[What you need to do] In the listing below, the answer starts at the line that has "fn gvcf(&self, sample: &Sample)" and stops after the line that has "fn call_whole(&self, sample: &Sample, gvcf: bool)"; please repeat that part exactly and nothing more.

[Materials provided]
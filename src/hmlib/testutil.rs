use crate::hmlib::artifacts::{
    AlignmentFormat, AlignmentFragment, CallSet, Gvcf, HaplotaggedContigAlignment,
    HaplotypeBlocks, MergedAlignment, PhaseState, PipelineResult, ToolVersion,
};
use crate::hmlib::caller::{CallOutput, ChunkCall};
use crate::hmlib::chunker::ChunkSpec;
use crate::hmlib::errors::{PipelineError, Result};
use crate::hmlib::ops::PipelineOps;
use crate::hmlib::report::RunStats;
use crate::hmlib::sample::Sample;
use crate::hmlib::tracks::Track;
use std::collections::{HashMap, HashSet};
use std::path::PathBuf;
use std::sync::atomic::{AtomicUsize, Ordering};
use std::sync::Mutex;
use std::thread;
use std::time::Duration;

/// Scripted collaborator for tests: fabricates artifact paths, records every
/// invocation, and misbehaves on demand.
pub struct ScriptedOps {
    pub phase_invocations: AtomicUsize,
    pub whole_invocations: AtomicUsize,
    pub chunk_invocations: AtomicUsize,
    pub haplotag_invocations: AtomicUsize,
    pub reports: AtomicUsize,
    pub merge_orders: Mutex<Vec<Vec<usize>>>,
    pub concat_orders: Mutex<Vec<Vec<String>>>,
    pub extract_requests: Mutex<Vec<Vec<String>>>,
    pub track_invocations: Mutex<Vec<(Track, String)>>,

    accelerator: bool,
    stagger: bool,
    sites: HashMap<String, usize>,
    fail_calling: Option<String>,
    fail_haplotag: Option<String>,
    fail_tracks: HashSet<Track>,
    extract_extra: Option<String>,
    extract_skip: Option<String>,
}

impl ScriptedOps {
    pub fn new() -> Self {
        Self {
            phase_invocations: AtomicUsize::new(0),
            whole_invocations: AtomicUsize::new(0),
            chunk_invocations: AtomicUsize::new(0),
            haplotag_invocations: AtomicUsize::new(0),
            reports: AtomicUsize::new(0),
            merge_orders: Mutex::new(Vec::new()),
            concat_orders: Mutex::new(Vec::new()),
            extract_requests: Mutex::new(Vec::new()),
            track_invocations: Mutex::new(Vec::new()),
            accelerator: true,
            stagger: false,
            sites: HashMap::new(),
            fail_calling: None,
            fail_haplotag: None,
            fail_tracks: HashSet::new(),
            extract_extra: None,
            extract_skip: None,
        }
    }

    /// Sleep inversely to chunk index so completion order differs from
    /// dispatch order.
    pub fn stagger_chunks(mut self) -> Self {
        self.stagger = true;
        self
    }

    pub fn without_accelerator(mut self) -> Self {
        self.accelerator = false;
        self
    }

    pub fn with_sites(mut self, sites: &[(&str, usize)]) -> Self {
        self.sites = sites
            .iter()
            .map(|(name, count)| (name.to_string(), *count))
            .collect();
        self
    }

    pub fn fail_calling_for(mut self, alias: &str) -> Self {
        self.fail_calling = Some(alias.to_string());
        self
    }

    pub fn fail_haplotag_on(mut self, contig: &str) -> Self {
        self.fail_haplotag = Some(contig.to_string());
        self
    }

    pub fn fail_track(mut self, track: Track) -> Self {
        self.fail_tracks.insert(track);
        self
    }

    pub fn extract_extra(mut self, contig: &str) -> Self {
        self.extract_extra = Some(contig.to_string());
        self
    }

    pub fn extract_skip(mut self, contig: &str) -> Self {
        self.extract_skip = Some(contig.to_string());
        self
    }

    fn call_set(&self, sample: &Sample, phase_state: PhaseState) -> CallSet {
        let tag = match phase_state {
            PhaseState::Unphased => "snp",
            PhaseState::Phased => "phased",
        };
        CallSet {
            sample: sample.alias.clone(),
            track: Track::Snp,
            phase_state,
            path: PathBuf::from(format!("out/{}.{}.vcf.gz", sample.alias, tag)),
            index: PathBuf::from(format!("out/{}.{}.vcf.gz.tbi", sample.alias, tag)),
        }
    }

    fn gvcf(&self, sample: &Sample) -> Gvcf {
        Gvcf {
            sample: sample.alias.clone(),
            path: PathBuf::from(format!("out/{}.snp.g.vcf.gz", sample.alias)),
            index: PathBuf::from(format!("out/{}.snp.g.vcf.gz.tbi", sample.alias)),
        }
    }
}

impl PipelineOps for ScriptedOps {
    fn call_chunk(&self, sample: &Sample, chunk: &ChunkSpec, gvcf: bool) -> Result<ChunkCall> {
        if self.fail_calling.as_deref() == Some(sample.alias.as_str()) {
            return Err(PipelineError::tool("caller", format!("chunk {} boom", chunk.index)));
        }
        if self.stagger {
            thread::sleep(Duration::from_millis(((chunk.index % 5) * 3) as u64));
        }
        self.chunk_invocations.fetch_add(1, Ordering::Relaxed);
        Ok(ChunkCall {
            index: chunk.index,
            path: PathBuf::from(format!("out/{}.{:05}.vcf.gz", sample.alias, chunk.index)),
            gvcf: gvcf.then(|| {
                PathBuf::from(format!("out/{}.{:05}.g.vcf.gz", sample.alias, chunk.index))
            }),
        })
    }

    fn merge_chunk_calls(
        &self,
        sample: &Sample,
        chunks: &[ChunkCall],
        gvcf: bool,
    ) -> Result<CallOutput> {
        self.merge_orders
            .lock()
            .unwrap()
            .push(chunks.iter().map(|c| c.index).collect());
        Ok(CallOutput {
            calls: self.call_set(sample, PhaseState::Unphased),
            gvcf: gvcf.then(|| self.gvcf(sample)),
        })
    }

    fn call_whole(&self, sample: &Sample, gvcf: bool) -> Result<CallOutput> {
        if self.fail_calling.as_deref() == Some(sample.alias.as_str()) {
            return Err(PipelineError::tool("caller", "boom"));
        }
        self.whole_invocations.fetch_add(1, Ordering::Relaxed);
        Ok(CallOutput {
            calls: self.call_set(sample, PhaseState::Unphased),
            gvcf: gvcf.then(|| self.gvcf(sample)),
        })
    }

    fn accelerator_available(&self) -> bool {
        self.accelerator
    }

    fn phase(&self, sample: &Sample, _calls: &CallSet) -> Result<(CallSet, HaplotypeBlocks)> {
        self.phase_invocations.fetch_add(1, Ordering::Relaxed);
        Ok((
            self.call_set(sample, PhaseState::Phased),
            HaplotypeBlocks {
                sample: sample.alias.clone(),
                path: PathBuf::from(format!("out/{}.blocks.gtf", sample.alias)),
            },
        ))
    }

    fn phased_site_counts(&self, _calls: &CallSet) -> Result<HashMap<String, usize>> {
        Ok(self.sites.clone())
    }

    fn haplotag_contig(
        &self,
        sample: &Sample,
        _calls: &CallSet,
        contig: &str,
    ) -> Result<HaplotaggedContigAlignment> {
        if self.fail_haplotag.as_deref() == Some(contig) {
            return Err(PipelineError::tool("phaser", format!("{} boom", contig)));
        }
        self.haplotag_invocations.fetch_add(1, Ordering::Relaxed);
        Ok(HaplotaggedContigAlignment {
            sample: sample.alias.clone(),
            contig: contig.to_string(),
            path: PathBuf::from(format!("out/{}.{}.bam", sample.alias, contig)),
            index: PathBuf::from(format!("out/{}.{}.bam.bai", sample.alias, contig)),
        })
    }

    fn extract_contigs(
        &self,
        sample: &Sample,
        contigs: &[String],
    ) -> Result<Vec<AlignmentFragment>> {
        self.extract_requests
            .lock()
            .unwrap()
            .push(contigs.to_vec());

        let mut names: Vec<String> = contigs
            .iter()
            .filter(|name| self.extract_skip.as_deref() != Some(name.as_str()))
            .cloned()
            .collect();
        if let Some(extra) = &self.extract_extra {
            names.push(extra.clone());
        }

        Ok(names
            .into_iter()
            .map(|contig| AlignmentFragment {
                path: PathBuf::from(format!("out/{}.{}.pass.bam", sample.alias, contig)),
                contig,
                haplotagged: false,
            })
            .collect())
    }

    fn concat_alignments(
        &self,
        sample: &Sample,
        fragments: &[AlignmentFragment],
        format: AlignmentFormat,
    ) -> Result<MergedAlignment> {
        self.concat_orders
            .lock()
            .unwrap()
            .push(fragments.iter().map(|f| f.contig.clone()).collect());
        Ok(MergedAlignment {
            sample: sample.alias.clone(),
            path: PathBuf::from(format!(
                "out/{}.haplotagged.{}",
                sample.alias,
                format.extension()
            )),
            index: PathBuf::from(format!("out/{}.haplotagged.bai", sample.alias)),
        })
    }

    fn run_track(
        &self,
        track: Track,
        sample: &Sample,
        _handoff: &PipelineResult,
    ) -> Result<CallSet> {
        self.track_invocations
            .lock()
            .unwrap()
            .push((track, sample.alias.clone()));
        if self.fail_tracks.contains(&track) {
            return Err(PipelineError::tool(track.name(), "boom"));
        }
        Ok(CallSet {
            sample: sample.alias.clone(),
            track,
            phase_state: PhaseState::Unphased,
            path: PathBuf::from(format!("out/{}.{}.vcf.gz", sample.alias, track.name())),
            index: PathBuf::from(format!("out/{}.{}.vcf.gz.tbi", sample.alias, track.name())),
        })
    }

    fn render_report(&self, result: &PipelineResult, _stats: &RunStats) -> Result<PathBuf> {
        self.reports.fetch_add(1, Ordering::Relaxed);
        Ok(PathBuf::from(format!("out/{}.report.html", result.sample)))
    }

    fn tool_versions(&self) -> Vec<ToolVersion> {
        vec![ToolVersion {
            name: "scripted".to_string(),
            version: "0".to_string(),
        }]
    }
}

[The completed task]
    fn gvcf(&self, sample: &Sample) -> Gvcf {
        Gvcf {
            sample: sample.alias.clone(),
            path: PathBuf::from(format!("out/{}.snp.g.vcf.gz", sample.alias)),
            index: PathBuf::from(format!("out/{}.snp.g.vcf.gz.tbi", sample.alias)),
        }
    }
}

impl PipelineOps for ScriptedOps {
    fn call_chunk(&self, sample: &Sample, chunk: &ChunkSpec, gvcf: bool) -> Result<ChunkCall> {
        if self.fail_calling.as_deref() == Some(sample.alias.as_str()) {
            return Err(PipelineError::tool("caller", format!("chunk {} boom", chunk.index)));
        }
        if self.stagger {
            thread::sleep(Duration::from_millis(((chunk.index % 5) * 3) as u64));
        }
        self.chunk_invocations.fetch_add(1, Ordering::Relaxed);
        Ok(ChunkCall {
            index: chunk.index,
            path: PathBuf::from(format!("out/{}.{:05}.vcf.gz", sample.alias, chunk.index)),
            gvcf: gvcf.then(|| {
                PathBuf::from(format!("out/{}.{:05}.g.vcf.gz", sample.alias, chunk.index))
            }),
        })
    }

    fn merge_chunk_calls(
        &self,
        sample: &Sample,
        chunks: &[ChunkCall],
        gvcf: bool,
    ) -> Result<CallOutput> {
        self.merge_orders
            .lock()
            .unwrap()
            .push(chunks.iter().map(|c| c.index).collect());
        Ok(CallOutput {
            calls: self.call_set(sample, PhaseState::Unphased),
            gvcf: gvcf.then(|| self.gvcf(sample)),
        })
    }

    fn call_whole(&self, sample: &Sample, gvcf: bool) -> Result<CallOutput> {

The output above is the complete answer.